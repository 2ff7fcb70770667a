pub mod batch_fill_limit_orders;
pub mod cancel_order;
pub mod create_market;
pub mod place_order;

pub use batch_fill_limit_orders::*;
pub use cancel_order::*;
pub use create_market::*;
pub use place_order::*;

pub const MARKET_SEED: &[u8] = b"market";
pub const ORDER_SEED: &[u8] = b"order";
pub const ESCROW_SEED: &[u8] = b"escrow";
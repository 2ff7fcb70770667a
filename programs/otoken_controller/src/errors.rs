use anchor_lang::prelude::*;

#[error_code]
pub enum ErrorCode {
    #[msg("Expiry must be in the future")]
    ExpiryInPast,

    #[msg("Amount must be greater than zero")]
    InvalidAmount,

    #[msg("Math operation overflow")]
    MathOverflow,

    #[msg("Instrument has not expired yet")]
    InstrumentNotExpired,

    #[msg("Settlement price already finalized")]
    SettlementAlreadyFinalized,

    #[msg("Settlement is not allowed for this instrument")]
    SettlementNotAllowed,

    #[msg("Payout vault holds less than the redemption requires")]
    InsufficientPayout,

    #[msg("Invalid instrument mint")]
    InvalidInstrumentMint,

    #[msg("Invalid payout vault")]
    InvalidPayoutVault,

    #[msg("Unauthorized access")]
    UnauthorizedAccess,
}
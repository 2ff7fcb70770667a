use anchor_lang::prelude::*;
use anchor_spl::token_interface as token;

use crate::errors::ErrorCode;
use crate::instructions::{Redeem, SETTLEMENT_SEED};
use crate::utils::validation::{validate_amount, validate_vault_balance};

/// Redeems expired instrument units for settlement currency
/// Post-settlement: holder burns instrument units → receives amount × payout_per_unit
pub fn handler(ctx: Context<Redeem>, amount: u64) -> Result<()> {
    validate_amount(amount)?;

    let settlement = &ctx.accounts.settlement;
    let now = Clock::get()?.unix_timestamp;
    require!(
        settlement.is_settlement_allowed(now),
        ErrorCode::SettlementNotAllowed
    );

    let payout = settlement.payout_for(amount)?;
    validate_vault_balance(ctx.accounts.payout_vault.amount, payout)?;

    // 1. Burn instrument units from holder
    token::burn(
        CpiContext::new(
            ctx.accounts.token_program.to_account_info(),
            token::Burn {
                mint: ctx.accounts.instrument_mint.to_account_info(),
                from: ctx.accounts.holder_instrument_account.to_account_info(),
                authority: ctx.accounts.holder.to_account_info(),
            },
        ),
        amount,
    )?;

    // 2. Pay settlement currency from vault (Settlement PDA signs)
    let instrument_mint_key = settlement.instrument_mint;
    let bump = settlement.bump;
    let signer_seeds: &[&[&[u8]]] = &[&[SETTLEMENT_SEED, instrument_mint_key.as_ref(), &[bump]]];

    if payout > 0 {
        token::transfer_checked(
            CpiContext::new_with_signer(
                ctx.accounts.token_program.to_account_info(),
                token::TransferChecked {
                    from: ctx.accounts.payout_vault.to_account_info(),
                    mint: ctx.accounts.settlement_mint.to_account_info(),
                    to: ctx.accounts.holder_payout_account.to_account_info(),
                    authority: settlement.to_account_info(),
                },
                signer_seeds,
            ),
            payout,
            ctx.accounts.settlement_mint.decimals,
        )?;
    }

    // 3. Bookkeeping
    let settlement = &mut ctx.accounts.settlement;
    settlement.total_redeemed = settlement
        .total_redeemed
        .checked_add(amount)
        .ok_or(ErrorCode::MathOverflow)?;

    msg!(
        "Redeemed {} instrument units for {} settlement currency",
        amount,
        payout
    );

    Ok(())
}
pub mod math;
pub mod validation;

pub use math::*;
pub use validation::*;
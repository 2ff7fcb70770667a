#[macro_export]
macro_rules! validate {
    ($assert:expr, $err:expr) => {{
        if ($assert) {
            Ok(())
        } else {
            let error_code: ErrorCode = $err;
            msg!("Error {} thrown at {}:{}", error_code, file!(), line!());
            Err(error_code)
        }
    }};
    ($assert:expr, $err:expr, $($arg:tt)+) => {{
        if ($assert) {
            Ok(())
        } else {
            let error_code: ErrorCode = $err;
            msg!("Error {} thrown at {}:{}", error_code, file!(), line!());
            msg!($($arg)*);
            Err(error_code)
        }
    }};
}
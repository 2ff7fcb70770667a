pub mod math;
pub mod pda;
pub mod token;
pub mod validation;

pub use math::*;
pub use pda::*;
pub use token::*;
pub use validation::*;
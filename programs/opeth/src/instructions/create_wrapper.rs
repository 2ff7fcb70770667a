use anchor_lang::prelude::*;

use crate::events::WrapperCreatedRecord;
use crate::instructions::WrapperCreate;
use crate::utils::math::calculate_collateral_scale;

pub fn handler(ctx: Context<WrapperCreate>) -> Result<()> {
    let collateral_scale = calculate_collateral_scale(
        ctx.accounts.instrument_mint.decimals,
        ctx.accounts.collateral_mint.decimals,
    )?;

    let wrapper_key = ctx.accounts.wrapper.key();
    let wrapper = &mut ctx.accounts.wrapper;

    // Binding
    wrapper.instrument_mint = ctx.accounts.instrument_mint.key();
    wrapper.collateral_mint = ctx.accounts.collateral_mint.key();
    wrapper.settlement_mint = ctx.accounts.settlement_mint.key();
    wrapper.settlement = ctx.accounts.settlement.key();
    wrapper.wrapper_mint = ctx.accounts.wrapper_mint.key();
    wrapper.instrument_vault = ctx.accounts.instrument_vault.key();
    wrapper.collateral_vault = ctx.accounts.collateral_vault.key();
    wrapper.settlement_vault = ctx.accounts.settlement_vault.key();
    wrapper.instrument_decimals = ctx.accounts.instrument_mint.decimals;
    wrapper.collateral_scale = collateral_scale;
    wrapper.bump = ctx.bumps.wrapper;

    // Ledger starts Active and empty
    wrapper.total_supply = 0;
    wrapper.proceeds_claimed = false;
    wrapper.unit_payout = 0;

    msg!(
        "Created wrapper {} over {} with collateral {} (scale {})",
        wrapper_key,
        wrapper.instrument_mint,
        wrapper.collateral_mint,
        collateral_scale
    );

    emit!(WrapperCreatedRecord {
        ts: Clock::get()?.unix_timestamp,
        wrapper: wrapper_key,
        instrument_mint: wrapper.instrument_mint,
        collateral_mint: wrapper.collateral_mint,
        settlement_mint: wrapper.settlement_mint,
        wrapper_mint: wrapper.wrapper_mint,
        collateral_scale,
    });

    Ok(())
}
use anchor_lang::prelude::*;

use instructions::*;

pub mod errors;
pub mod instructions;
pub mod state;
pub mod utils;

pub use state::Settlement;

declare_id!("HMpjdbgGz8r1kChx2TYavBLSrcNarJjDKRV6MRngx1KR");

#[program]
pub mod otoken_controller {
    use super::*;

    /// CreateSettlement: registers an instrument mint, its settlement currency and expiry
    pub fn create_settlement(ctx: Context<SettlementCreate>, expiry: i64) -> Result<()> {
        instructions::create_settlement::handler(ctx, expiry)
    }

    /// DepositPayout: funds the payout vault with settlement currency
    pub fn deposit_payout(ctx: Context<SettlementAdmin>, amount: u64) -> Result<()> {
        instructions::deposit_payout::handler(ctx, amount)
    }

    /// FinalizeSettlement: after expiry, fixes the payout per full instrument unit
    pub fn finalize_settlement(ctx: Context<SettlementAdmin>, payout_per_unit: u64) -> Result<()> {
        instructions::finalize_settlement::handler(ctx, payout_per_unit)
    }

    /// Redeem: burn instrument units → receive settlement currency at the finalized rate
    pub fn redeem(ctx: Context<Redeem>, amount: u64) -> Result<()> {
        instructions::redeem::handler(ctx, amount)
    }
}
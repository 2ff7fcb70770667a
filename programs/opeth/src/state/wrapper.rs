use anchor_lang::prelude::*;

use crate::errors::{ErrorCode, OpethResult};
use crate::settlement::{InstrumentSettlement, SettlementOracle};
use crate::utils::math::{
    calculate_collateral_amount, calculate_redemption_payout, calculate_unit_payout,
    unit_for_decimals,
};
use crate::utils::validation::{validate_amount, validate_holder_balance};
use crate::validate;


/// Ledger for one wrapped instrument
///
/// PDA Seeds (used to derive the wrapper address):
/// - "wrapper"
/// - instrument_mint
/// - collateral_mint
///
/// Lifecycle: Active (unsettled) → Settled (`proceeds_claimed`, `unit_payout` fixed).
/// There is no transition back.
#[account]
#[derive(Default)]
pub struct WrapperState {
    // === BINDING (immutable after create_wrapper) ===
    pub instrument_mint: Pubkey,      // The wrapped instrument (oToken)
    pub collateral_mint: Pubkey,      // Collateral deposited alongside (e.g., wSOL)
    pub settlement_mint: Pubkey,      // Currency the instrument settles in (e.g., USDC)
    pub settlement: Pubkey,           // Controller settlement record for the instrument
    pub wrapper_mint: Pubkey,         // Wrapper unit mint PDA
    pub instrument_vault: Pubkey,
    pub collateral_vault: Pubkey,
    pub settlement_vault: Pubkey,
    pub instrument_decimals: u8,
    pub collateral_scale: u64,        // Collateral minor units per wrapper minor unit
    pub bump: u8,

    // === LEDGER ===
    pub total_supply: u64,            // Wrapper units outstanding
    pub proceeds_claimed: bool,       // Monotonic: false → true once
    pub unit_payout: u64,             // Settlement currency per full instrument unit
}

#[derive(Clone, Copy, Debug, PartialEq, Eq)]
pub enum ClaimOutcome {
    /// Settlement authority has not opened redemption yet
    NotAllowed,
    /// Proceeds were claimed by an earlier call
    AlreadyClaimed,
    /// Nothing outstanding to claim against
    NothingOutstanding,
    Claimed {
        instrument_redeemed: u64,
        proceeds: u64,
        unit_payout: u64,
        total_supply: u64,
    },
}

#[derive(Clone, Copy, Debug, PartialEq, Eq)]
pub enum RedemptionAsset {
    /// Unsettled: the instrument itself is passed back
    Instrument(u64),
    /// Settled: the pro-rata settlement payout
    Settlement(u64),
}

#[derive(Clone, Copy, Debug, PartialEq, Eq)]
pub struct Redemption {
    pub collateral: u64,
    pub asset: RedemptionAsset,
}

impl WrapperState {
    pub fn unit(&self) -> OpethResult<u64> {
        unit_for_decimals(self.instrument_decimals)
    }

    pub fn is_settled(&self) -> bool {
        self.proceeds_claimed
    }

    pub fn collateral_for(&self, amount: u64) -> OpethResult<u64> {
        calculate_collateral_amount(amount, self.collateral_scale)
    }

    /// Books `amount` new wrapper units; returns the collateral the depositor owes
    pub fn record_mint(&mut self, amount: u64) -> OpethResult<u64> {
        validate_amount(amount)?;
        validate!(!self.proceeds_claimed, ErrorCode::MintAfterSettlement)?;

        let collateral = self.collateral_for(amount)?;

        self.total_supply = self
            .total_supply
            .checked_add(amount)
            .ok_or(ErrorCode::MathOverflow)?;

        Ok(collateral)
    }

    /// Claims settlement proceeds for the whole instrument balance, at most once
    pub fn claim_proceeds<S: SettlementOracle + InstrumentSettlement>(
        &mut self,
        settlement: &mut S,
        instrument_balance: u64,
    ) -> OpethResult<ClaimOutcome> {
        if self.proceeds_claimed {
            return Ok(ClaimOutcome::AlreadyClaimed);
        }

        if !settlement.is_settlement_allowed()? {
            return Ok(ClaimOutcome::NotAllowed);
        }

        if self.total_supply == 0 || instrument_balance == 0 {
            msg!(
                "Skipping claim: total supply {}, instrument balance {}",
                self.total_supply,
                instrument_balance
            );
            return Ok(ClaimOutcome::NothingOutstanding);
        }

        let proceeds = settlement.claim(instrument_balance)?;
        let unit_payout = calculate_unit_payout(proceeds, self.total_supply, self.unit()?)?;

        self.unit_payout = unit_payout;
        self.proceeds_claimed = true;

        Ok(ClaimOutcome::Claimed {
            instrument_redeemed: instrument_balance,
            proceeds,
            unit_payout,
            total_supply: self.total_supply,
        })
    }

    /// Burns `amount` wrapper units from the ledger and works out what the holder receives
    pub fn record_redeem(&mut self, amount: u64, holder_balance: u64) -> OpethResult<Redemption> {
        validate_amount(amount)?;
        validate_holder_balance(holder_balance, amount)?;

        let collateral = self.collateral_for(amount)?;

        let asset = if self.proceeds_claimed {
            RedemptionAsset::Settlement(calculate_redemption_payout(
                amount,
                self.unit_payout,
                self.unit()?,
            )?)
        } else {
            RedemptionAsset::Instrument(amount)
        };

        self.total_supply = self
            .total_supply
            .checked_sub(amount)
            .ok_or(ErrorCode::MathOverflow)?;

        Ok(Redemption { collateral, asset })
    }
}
┄┄┄┄┄┄
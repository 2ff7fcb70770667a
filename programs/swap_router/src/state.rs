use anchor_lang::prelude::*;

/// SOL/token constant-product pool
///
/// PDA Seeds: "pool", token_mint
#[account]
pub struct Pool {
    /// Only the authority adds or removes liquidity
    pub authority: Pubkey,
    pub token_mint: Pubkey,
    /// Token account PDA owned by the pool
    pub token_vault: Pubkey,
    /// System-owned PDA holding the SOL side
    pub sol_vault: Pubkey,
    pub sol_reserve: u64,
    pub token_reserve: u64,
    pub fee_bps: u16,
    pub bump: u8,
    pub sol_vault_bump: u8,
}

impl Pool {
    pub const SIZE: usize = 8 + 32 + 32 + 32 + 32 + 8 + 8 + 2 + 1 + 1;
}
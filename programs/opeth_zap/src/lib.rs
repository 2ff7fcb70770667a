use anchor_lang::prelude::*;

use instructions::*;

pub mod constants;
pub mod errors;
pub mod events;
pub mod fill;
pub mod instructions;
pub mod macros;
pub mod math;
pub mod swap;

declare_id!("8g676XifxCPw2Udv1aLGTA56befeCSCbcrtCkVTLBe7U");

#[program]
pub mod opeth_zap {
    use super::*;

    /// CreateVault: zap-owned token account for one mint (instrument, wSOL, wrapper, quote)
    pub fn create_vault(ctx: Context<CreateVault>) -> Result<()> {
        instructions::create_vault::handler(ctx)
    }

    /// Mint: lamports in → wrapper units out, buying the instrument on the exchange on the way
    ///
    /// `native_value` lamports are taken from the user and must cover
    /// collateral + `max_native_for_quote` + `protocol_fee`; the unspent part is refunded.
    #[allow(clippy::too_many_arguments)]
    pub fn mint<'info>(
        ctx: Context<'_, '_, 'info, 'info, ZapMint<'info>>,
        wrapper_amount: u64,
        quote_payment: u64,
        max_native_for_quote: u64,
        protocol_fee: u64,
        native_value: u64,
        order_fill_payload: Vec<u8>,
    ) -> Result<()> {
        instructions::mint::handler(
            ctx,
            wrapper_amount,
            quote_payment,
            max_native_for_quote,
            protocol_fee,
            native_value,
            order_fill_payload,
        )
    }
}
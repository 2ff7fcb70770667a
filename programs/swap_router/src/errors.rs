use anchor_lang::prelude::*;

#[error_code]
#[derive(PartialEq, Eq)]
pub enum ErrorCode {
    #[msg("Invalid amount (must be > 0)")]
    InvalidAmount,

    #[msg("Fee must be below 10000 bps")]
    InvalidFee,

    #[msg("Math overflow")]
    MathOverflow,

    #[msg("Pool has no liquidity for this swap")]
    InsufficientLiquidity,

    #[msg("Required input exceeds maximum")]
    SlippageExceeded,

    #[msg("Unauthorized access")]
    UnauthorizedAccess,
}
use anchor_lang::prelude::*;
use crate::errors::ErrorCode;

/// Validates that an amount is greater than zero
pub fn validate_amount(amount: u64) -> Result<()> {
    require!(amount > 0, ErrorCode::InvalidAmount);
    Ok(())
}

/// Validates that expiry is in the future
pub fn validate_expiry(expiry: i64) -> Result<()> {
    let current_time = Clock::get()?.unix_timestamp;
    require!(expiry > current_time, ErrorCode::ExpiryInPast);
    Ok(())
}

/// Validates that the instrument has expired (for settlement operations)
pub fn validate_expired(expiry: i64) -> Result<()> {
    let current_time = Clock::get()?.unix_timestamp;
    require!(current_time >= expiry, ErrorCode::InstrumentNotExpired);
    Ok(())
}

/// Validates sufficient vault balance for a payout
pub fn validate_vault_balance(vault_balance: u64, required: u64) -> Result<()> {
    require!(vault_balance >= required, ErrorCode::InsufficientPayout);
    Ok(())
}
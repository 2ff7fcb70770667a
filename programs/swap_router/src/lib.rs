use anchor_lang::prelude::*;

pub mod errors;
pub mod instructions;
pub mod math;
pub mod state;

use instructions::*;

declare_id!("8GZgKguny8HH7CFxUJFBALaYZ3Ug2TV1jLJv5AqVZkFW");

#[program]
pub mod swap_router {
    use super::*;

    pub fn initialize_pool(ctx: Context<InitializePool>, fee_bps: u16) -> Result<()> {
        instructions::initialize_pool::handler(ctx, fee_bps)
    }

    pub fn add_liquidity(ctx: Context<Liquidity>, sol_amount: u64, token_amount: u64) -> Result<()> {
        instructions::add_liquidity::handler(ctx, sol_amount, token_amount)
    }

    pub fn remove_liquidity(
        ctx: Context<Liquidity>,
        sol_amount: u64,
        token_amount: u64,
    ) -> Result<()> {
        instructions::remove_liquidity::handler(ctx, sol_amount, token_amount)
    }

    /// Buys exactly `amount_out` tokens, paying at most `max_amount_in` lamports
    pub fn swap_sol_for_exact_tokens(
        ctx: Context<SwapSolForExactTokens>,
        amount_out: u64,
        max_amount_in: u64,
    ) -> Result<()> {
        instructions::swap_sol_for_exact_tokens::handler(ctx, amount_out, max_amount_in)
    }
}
┄┄┄┄┄┄
◆ **Action item**: In the material above, locate the line containing "for a payout" and the line containing "filename programs/swap_router/src/lib.rs". Transcribe exactly those two lines and every line between them, and nothing more.

◆ **Written answer**:
/// Validates sufficient vault balance for a payout
pub fn validate_vault_balance(vault_balance: u64, required: u64) -> Result<()> {
    require!(vault_balance >= required, ErrorCode::InsufficientPayout);
    Ok(())
}
repository 2ff7fcb70770667a
filename programs/swap_router/src/lib.rs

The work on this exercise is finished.